ケスヴァーンターン公爵殿下はそれこケシュマリスタ王家伝統の容姿 ―― 大きく波うつ黄金髪で白く透明感のある肌。右目は蒼く左目は緑。唇に色はなく、舌は桜色 ―― で、このお姿を持つ方は王族に限定するとかなりいる。
酷いとき……いや言葉の選択を間違ったな、多い時は四王が全員ケシュマリスタ容姿だったこともある。
……が、俺はその容姿を見て幸せを感じる”理由”が思い当たらない。
だが夢が幸せだったのは否定しない。あんなに幸せを感じたのは、人生で初めてだ ―― 過言ではなく。あのなにも遮るものがない海の上で見たグリーフラッシュは圧巻だ。
今の俺は幸せに浸りきっている場合ではなく、仕事に行く準備をしなくてはならない。気を引き締めてから正式な軍装をし、四苦八苦しながら昨日からの相棒であるマントを装着する。
「お、朝から会ってくれるか」
準備を整えてから連絡事項はないか? 確認をすると、クレンベルセルス伯爵から「卿がいつも朝食を取っている食堂で会おう」との連絡があった。
これはありがたい ―― 俺は早々に部屋を出て、急ぎバスに乗って食堂へと急いだ。
周りの目は気になるが、気にしたところでどうってことないってか……気にしたところでどうにもならない。
それ以上にあの夢が気になった。震えるほど美しい景色もそうだが、あの音。音そのものは話し声なのだろうが”声”という感じはしなかった。
いつも通りに食堂に顔を出すと、周囲が驚いていたが、俺は驚かれ慣れしてきた。
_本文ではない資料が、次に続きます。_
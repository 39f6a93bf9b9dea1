//! Conversation reducer
//!
//! Implements the Elm Architecture pattern: provider events and user actions
//! are folded into an immutable transcript snapshot by a pure transition
//! function, which returns the effects for the session to run.

mod action;
mod effect;
mod message;
mod state;
mod transition;


pub use action::Action;
pub use effect::Effect;
pub use message::{
    ContentItem, FunctionCallResult, FunctionCallStatus, Message, PageContextSnapshot, Role,
    Thread,
};
pub use state::{ConversationState, TurnPhase, TurnRef};
pub use transition::{transition, TransitionError, TransitionResult};
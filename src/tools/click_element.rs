//! `click_element`: click something on the page

use super::{FunctionTool, ToolContext};
use crate::conversation::FunctionCallResult;
use async_trait::async_trait;
use serde::Deserialize;
use serde_json::{json, Value};

pub struct ClickElementTool;

#[derive(Debug, Deserialize)]
struct ClickElementInput {
    selector: String,
}

#[async_trait]
impl FunctionTool for ClickElementTool {
    fn name(&self) -> &'static str {
        "click_element"
    }

    fn description(&self) -> String {
        "Click an element on the current page, such as a button or link.".to_string()
    }

    fn input_schema(&self) -> Value {
        json!({
            "type": "object",
            "required": ["selector"],
            "properties": {
                "selector": {
                    "type": "string",
                    "description": "CSS selector of the element to click"
                }
            }
        })
    }

    async fn run(&self, input: Value, ctx: ToolContext) -> FunctionCallResult {
        let input: ClickElementInput = match serde_json::from_value(input) {
            Ok(i) => i,
            Err(e) => return FunctionCallResult::failed(format!("Invalid input: {e}")),
        };

        match ctx.browser().click_element(&input.selector).await {
            Ok(()) => FunctionCallResult::ok(),
            Err(e) => FunctionCallResult::failed(e.to_string()),
        }
    }
}
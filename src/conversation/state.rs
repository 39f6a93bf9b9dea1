//! Conversation state

use super::message::{Message, Thread};
use serde::Serialize;

/// Identity of one provider turn.
///
/// Events are applied only while their turn is the active one and its
/// thread is still current.
#[derive(Debug, Clone, PartialEq, Eq, Serialize)]
pub struct TurnRef {
    pub id: u64,
    pub thread_id: String,
    /// User message (or function-call message) the turn answers
    pub origin_message_id: String,
}

#[derive(Debug, Clone, PartialEq, Eq, Default, Serialize)]
#[serde(tag = "type", rename_all = "snake_case")]
pub enum TurnPhase {
    #[default]
    Idle,
    /// A provider turn is in flight; `reply_id` is set once it announced
    /// its assistant message
    AwaitingReply {
        turn: TurnRef,
        reply_id: Option<String>,
    },
    /// The last reply proposed function calls that have not all run yet
    AwaitingTools { message_id: String },
}

/// Immutable snapshot of the session's conversation.
///
/// Transitions produce a new value; readers holding an older snapshot never
/// observe a change.
#[derive(Debug, Clone, PartialEq, Eq, Serialize)]
pub struct ConversationState {
    pub thread: Thread,
    /// Whether `thread` exists in the store yet
    pub thread_saved: bool,
    pub messages: Vec<Message>,
    pub phase: TurnPhase,
    pub auto_execute: bool,
    pub model: String,
    #[serde(skip)]
    pub(super) next_turn: u64,
}

impl ConversationState {
    pub fn new(thread: Thread, model: impl Into<String>, auto_execute: bool) -> Self {
        Self {
            thread,
            thread_saved: false,
            messages: Vec::new(),
            phase: TurnPhase::Idle,
            auto_execute,
            model: model.into(),
            next_turn: 1,
        }
    }

    pub fn waiting_for_reply(&self) -> bool {
        matches!(self.phase, TurnPhase::AwaitingReply { .. })
    }

    pub fn active_turn(&self) -> Option<&TurnRef> {
        match &self.phase {
            TurnPhase::AwaitingReply { turn, .. } => Some(turn),
            _ => None,
        }
    }

    pub fn message(&self, message_id: &str) -> Option<&Message> {
        self.messages.iter().find(|m| m.id == message_id)
    }

    pub(super) fn message_mut(&mut self, message_id: &str) -> Option<&mut Message> {
        self.messages.iter_mut().find(|m| m.id == message_id)
    }

    /// Allocate a turn id for the current thread
    pub(super) fn allocate_turn(&mut self, origin_message_id: &str) -> TurnRef {
        let id = self.next_turn;
        self.next_turn += 1;
        TurnRef {
            id,
            thread_id: self.thread.id.clone(),
            origin_message_id: origin_message_id.to_string(),
        }
    }

    /// True if `turn` is the in-flight turn of the current thread
    pub fn is_current(&self, turn: &TurnRef) -> bool {
        turn.thread_id == self.thread.id && self.active_turn() == Some(turn)
    }
}
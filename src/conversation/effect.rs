//! Effects produced by state transitions

use super::message::{Message, Thread};
use super::state::TurnRef;

/// Side effects the session runs after a transition
#[derive(Debug, Clone, PartialEq, Eq)]
pub enum Effect {
    /// Store a message that reached a terminal state
    PersistMessage { message: Message },

    /// Rewrite a stored message whose function calls have settled
    UpdateMessage { message: Message },

    PersistThread { thread: Thread, created: bool },

    /// Ask the provider to answer `message`
    RequestReply {
        turn: TurnRef,
        model: String,
        message: Message,
        instructions: Option<String>,
        history: Vec<Message>,
    },

    /// Report settled function calls of `message` back to the provider
    SendFunctionCallResults {
        turn: TurnRef,
        model: String,
        message: Message,
        history: Vec<Message>,
    },

    /// Run a function call (spawns as background task)
    ExecuteFunctionCall {
        message_id: String,
        content_id: String,
        name: String,
        arguments: String,
    },

    /// Cancel the provider call of `turn`
    AbortTurn { turn: TurnRef },
}

impl Effect {
    pub fn persist_thread(thread: &Thread, created: bool) -> Self {
        Effect::PersistThread {
            thread: thread.clone(),
            created,
        }
    }
}
//! HTTP API for the chat panel

mod handlers;
mod sse;
mod types;

pub use handlers::create_router;

use crate::browser::BrowserPort;
use crate::runtime::{ConversationStore, SessionHandle, TokenStorage};
use std::sync::Arc;

/// Application state shared across handlers
#[derive(Clone)]
pub struct AppState {
    pub session: SessionHandle,
    pub store: Arc<dyn ConversationStore>,
    pub tokens: TokenStorage,
    pub browser: Arc<dyn BrowserPort>,
}

impl AppState {
    pub fn new(
        session: SessionHandle,
        store: Arc<dyn ConversationStore>,
        tokens: TokenStorage,
        browser: Arc<dyn BrowserPort>,
    ) -> Self {
        Self {
            session,
            store,
            tokens,
            browser,
        }
    }
}
//! Page-action functions the assistant can call
//!
//! Tools are stateless; the browser and cancellation signal arrive through
//! `ToolContext` on every invocation.

mod click_element;
mod fill_input;

pub use click_element::ClickElementTool;
pub use fill_input::FillInputTool;

use crate::browser::BrowserPort;
use crate::conversation::FunctionCallResult;
use crate::provider::ToolDefinition;
use async_trait::async_trait;
use serde_json::Value;
use std::sync::Arc;
use tokio_util::sync::CancellationToken;

/// All context needed for a function call.
#[derive(Clone)]
pub struct ToolContext {
    /// Cancellation signal for long-running operations
    pub cancel: CancellationToken,

    browser: Arc<dyn BrowserPort>,
}

impl ToolContext {
    pub fn new(cancel: CancellationToken, browser: Arc<dyn BrowserPort>) -> Self {
        Self { cancel, browser }
    }

    pub fn browser(&self) -> &dyn BrowserPort {
        self.browser.as_ref()
    }
}

/// A function the assistant may propose
#[async_trait]
pub trait FunctionTool: Send + Sync {
    fn name(&self) -> &str;

    /// Description for the assistant
    fn description(&self) -> String;

    /// JSON schema for the arguments
    fn input_schema(&self) -> Value;

    /// Run with parsed arguments. Failures are reported in the result,
    /// never by panicking.
    async fn run(&self, input: Value, ctx: ToolContext) -> FunctionCallResult;
}

/// Functions available to the assistant
pub struct ToolRegistry {
    tools: Vec<Arc<dyn FunctionTool>>,
}

impl ToolRegistry {
    pub fn new(tools: Vec<Arc<dyn FunctionTool>>) -> Self {
        Self { tools }
    }

    /// The built-in page actions
    pub fn page_actions() -> Self {
        Self::new(vec![Arc::new(FillInputTool), Arc::new(ClickElementTool)])
    }

    /// Definitions advertised to the provider
    pub fn definitions(&self) -> Vec<ToolDefinition> {
        self.tools
            .iter()
            .map(|t| ToolDefinition {
                name: t.name().to_string(),
                description: t.description(),
                input_schema: t.input_schema(),
            })
            .collect()
    }

    /// Resolve `name` and run it with the raw JSON `arguments`.
    pub async fn execute(&self, name: &str, arguments: &str, ctx: ToolContext) -> FunctionCallResult {
        let Some(tool) = self.tools.iter().find(|t| t.name() == name) else {
            return FunctionCallResult::failed(format!("Unknown function: {name}"));
        };

        let arguments = if arguments.trim().is_empty() {
            "{}"
        } else {
            arguments
        };
        let input: Value = match serde_json::from_str(arguments) {
            Ok(input) => input,
            Err(e) => return FunctionCallResult::failed(format!("Invalid arguments: {e}")),
        };

        if ctx.cancel.is_cancelled() {
            return FunctionCallResult::failed("Cancelled");
        }
        let cancel = ctx.cancel.clone();
        tokio::select! {
            result = tool.run(input, ctx) => result,
            () = cancel.cancelled() => FunctionCallResult::failed("Cancelled"),
        }
    }
}
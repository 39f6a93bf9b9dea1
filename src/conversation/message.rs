//! Transcript types: threads, messages and their content items

use chrono::{DateTime, Utc};
use serde::{Deserialize, Serialize};
use std::fmt;

/// Author of a message
#[derive(Debug, Clone, Copy, PartialEq, Eq, Serialize, Deserialize)]
#[serde(rename_all = "snake_case")]
pub enum Role {
    User,
    Assistant,
}

impl Role {
    pub fn parse(value: &str) -> Option<Self> {
        match value {
            "user" => Some(Role::User),
            "assistant" => Some(Role::Assistant),
            _ => None,
        }
    }
}

impl fmt::Display for Role {
    fn fmt(&self, f: &mut fmt::Formatter<'_>) -> fmt::Result {
        match self {
            Role::User => write!(f, "user"),
            Role::Assistant => write!(f, "assistant"),
        }
    }
}

// ============================================================================
// Function calls
// ============================================================================

/// Execution status of a proposed function call.
///
/// Moves only `Idle -> Running -> {Succeeded, Failed}`.
#[derive(Debug, Clone, Copy, PartialEq, Eq, Default, Serialize, Deserialize)]
#[serde(rename_all = "snake_case")]
pub enum FunctionCallStatus {
    #[default]
    Idle,
    Running,
    Succeeded,
    Failed,
}

impl FunctionCallStatus {
    pub fn can_transition_to(self, next: FunctionCallStatus) -> bool {
        matches!(
            (self, next),
            (FunctionCallStatus::Idle, FunctionCallStatus::Running)
                | (
                    FunctionCallStatus::Running,
                    FunctionCallStatus::Succeeded | FunctionCallStatus::Failed
                )
        )
    }

    pub fn is_settled(self) -> bool {
        matches!(
            self,
            FunctionCallStatus::Succeeded | FunctionCallStatus::Failed
        )
    }
}

/// Outcome of executing a function call against the page
#[derive(Debug, Clone, PartialEq, Eq, Serialize, Deserialize)]
pub struct FunctionCallResult {
    pub success: bool,
    #[serde(default, skip_serializing_if = "Option::is_none")]
    pub error: Option<String>,
}

impl FunctionCallResult {
    pub fn ok() -> Self {
        Self {
            success: true,
            error: None,
        }
    }

    pub fn failed(error: impl Into<String>) -> Self {
        Self {
            success: false,
            error: Some(error.into()),
        }
    }

    pub fn status(&self) -> FunctionCallStatus {
        if self.success {
            FunctionCallStatus::Succeeded
        } else {
            FunctionCallStatus::Failed
        }
    }
}

// ============================================================================
// Content
// ============================================================================

/// One item of a message's ordered content
#[derive(Debug, Clone, PartialEq, Eq, Serialize, Deserialize)]
#[serde(tag = "type", rename_all = "snake_case")]
pub enum ContentItem {
    OutputText {
        id: String,
        text: String,
    },
    /// `arguments` is the raw JSON text the assistant produced
    FunctionCall {
        id: String,
        name: String,
        #[serde(default)]
        status: FunctionCallStatus,
        arguments: String,
        #[serde(default, skip_serializing_if = "Option::is_none")]
        result: Option<FunctionCallResult>,
    },
}

impl ContentItem {
    pub fn text(id: impl Into<String>, text: impl Into<String>) -> Self {
        ContentItem::OutputText {
            id: id.into(),
            text: text.into(),
        }
    }

    pub fn function_call(
        id: impl Into<String>,
        name: impl Into<String>,
        arguments: impl Into<String>,
    ) -> Self {
        ContentItem::FunctionCall {
            id: id.into(),
            name: name.into(),
            status: FunctionCallStatus::Idle,
            arguments: arguments.into(),
            result: None,
        }
    }

    pub fn id(&self) -> &str {
        match self {
            ContentItem::OutputText { id, .. } | ContentItem::FunctionCall { id, .. } => id,
        }
    }

    pub fn is_function_call(&self) -> bool {
        matches!(self, ContentItem::FunctionCall { .. })
    }
}

/// Page context captured when a user message was sent
#[derive(Debug, Clone, PartialEq, Eq, Serialize, Deserialize)]
pub struct PageContextSnapshot {
    pub title: String,
    pub url: String,
    #[serde(default, skip_serializing_if = "Option::is_none")]
    pub favicon: Option<String>,
}

// ============================================================================
// Messages and threads
// ============================================================================

#[derive(Debug, Clone, PartialEq, Eq, Serialize, Deserialize)]
pub struct Message {
    pub id: String,
    pub thread_id: String,
    pub role: Role,
    pub content: Vec<ContentItem>,
    pub created_at: DateTime<Utc>,
    pub complete: bool,
    #[serde(default, skip_serializing_if = "Option::is_none")]
    pub error: Option<String>,
    #[serde(default, skip_serializing_if = "Option::is_none")]
    pub context: Option<PageContextSnapshot>,
    /// Upstream response id, used to chain the next turn
    #[serde(default, skip_serializing_if = "Option::is_none")]
    pub response_id: Option<String>,
}

impl Message {
    /// A user message is complete as soon as it is created.
    pub fn user(
        id: impl Into<String>,
        thread_id: impl Into<String>,
        text: &str,
        created_at: DateTime<Utc>,
    ) -> Self {
        let id = id.into();
        Self {
            content: vec![ContentItem::text(format!("{id}-text"), text)],
            id,
            thread_id: thread_id.into(),
            role: Role::User,
            created_at,
            complete: true,
            error: None,
            context: None,
            response_id: None,
        }
    }

    /// An empty, incomplete assistant message awaiting streamed content.
    pub fn assistant(
        id: impl Into<String>,
        thread_id: impl Into<String>,
        created_at: DateTime<Utc>,
    ) -> Self {
        Self {
            id: id.into(),
            thread_id: thread_id.into(),
            role: Role::Assistant,
            content: Vec::new(),
            created_at,
            complete: false,
            error: None,
            context: None,
            response_id: None,
        }
    }

    /// Concatenated text of all output-text items
    pub fn text(&self) -> String {
        self.content
            .iter()
            .filter_map(|item| match item {
                ContentItem::OutputText { text, .. } => Some(text.as_str()),
                ContentItem::FunctionCall { .. } => None,
            })
            .collect()
    }

    pub fn content_item(&self, content_id: &str) -> Option<&ContentItem> {
        self.content.iter().find(|item| item.id() == content_id)
    }

    /// Ids of function calls that have not started yet
    pub fn idle_function_calls(&self) -> Vec<String> {
        self.content
            .iter()
            .filter_map(|item| match item {
                ContentItem::FunctionCall {
                    id,
                    status: FunctionCallStatus::Idle,
                    ..
                } => Some(id.clone()),
                _ => None,
            })
            .collect()
    }

    /// True once every function call in the message has succeeded or failed
    pub fn function_calls_settled(&self) -> bool {
        self.content.iter().all(|item| match item {
            ContentItem::FunctionCall { status, .. } => status.is_settled(),
            ContentItem::OutputText { .. } => true,
        })
    }
}

#[derive(Debug, Clone, PartialEq, Eq, Serialize, Deserialize)]
pub struct Thread {
    pub id: String,
    pub created_at: DateTime<Utc>,
    pub updated_at: DateTime<Utc>,
}

impl Thread {
    pub fn new(id: impl Into<String>, now: DateTime<Utc>) -> Self {
        Self {
            id: id.into(),
            created_at: now,
            updated_at: now,
        }
    }
}
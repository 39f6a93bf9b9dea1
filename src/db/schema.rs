//! Database schema

/// SQL schema for initialization
pub const SCHEMA: &str = r"
PRAGMA foreign_keys = ON;

CREATE TABLE IF NOT EXISTS threads (
    id TEXT PRIMARY KEY,
    created_at TEXT NOT NULL,
    updated_at TEXT NOT NULL
);

CREATE TABLE IF NOT EXISTS messages (
    message_id TEXT PRIMARY KEY,
    thread_id TEXT NOT NULL,
    sequence_id INTEGER NOT NULL,
    role TEXT NOT NULL,
    content TEXT NOT NULL,
    complete BOOLEAN NOT NULL,
    error TEXT,
    context TEXT,
    response_id TEXT,
    created_at TEXT NOT NULL,

    FOREIGN KEY (thread_id) REFERENCES threads(id) ON DELETE CASCADE
);

CREATE INDEX IF NOT EXISTS idx_messages_thread ON messages(thread_id, sequence_id);

CREATE TABLE IF NOT EXISTS secure_values (
    key TEXT PRIMARY KEY,
    value TEXT NOT NULL,
    updated_at TEXT NOT NULL
);
";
上級士官学校時代に培った、驚き慣れの逆バージョンだ。
帝国上級士官学校の頃は、ずっと驚きっぱなしだったもんなあ。
「ゾローデ」
すでに食堂にいたウエルダが手を上げて声をかけてくる。
「ウエルダ。昨日は奢りどうも」
「ああ。朝食は?」
「食うよ」
どんな状況下であっても食欲が失せるということのない自分の神経の太さに、感心しながら席に腰を下ろ……
「立って食うのか」
「ああ。どうしても気になって」
腰は下ろせなかった。マントが気になって。マントのさばき方みたいなのも調べたが、普通に検索して見つかるはずなんかない。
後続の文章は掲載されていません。